Adanya fragmentasi atau terbelahnya suara di koalisi pemerintahan Jokowi sekarang ini, itu adalah normal. Muncul partai koalisi bermain dua kaki atau sepuluh kali, itu keniscayaan ketika mereka mulai membentuk koalisi partai menyongsong Pilpres.
Sekalipun berkoalisi antar partaipun bukan persoalan yang mudah dan akan terpecah, sesuai kekuatan dan kepentingan politiknya masing masing. Antara partai besar dan partai kecil, akan berbeda pola dan bentuk manuvernya.

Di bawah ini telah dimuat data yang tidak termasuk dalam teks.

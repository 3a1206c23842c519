//! Base64 encoding (standard alphabet, padded). Decoding is not provided.

use crate::character_sets::{BASE64_ALPHABET, BASE64_PAD};
use crate::compat::{String, Vec};
use crate::error::{Error, Result};

/// Encoded length of `n` input bytes: `4 * ceil(n / 3)`, without terminator.
pub fn base64_encoded_size(n: usize) -> usize {
    n.div_ceil(3) * 4
}

/// Map the low six bits of `v` to an alphabet character
fn sextet(v: u32) -> u8 {
    BASE64_ALPHABET[(v & 0x3F) as usize]
}

/// Base64-encode `input` into `output` and return the encoded text.
///
/// `output` must hold at least [`base64_encoded_size`] bytes. When it has
/// room for one more, a NUL terminator is written after the text, so a
/// C-style buffer of `base64_encoded_size(n) + 1` bytes ends up terminated.
///
/// # Errors
///
/// - [`Error::EmptyInput`] if `input` is empty.
/// - [`Error::BufferTooSmall`] if `output` cannot hold the encoded text.
pub fn base64_encode<'o>(input: &[u8], output: &'o mut [u8]) -> Result<&'o str> {
    if input.is_empty() {
        return Err(Error::EmptyInput);
    }
    let encoded_len = base64_encoded_size(input.len());
    if output.len() < encoded_len {
        return Err(Error::BufferTooSmall);
    }

    for (group, quad) in input.chunks(3).zip(output.chunks_exact_mut(4)) {
        // Pack up to 3 bytes big-endian into the low 24 bits
        let v = group
            .iter()
            .enumerate()
            .fold(0u32, |acc, (i, &b)| acc | (u32::from(b) << (16 - 8 * i)));

        quad[0] = sextet(v >> 18);
        quad[1] = sextet(v >> 12);
        quad[2] = if group.len() > 1 {
            sextet(v >> 6)
        } else {
            BASE64_PAD
        };
        quad[3] = if group.len() > 2 {
            sextet(v)
        } else {
            BASE64_PAD
        };
    }

    if let Some(terminator) = output.get_mut(encoded_len) {
        *terminator = 0;
    }

    // Alphabet and padding are ASCII
    Ok(core::str::from_utf8(&output[..encoded_len]).unwrap_or_default())
}

/// Base64-encode `input` into a new string (requires allocation).
///
/// # Errors
///
/// Returns [`Error::EmptyInput`] if `input` is empty.
pub fn base64_encode_to_string(input: &[u8]) -> Result<String> {
    let mut buffer = Vec::new();
    buffer.resize(base64_encoded_size(input.len()), 0);
    base64_encode(input, &mut buffer).map(String::from)
}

Koalisi dalam sistem presidensial itu sifatnya tidak permanen tetapi lebih pada upaya bagaimana mencari keuntungan politik dan finansial. Ketika Presiden akan mengakhiri masa jabatannya maka partai saling berjuang untuk bisa bersekutu dengan pemenang Presiden mendatang.

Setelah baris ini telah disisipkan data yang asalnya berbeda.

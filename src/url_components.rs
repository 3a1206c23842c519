use crate::compat::{String, ToString};
use crate::scheme::get_scheme_type;
use crate::types::SchemeType;

/// Components of a split URL.
///
/// Every field except a defaulted `path` is a view into the buffer that was
/// passed to [`split_url`](crate::split_url), so the parts cannot outlive it.
///
/// Layout for `"https://example.com:8080/path#hash"`:
/// - `scheme`: "https" (lower-cased in the buffer)
/// - `host`: "example.com"
/// - `port`: 8080
/// - `path`: "/path" (fragment excluded)
#[derive(Debug, Clone, Copy, PartialEq, Eq)]
pub struct UrlParts<'a> {
    pub scheme: &'a str,
    pub host: &'a str,
    pub port: u32,
    pub path: &'a str,
}

impl UrlParts<'_> {
    /// Get the scheme type
    pub fn scheme_type(&self) -> SchemeType {
        get_scheme_type(self.scheme)
    }

    /// Check if the port equals the scheme's default
    pub fn has_default_port(&self) -> bool {
        self.port == self.scheme_type().default_port()
    }

    /// Copy every component out of the source buffer (requires allocation)
    pub fn to_owned_parts(&self) -> OwnedUrlParts {
        OwnedUrlParts {
            scheme: self.scheme.to_string(),
            host: self.host.to_string(),
            port: self.port,
            path: self.path.to_string(),
        }
    }
}

impl core::fmt::Display for UrlParts<'_> {
    /// Writes `scheme://host:port/path`; the port is omitted when it is 0.
    fn fmt(&self, f: &mut core::fmt::Formatter<'_>) -> core::fmt::Result {
        write!(f, "{}://{}", self.scheme, self.host)?;
        if self.port != 0 {
            write!(f, ":{}", self.port)?;
        }
        f.write_str(self.path)
    }
}

/// Owned copy of [`UrlParts`], independent of the parsed buffer
#[derive(Debug, Clone, Default, PartialEq, Eq)]
pub struct OwnedUrlParts {
    pub scheme: String,
    pub host: String,
    pub port: u32,
    pub path: String,
}

impl OwnedUrlParts {
    /// Borrow as [`UrlParts`]
    pub fn as_parts(&self) -> UrlParts<'_> {
        UrlParts {
            scheme: &self.scheme,
            host: &self.host,
            port: self.port,
            path: &self.path,
        }
    }
}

Hebatnya menjelang Pilpres ada kepentingan super pragmatis yaitu buka lapak jualan partai sebagai kendaraan capres yang berminat membelinya. Persoalan Capres memakai partai sebagai kendaraannya tidak peduli akan jadi atau tidak, akan menang atau kalah. Konon harga partai belum termasuk biaya operasional.
Jadi semakin dekat dengan berakhirnya masa jabatan presiden, koalisi gemuk partai dengan pemerintah saat ini pasti pecah mencari selamat sendiri-sendiri dengan cara membuat koalisi partai menyongsong Pilpres mendatang tidak peduli lagi dengan pemerintah.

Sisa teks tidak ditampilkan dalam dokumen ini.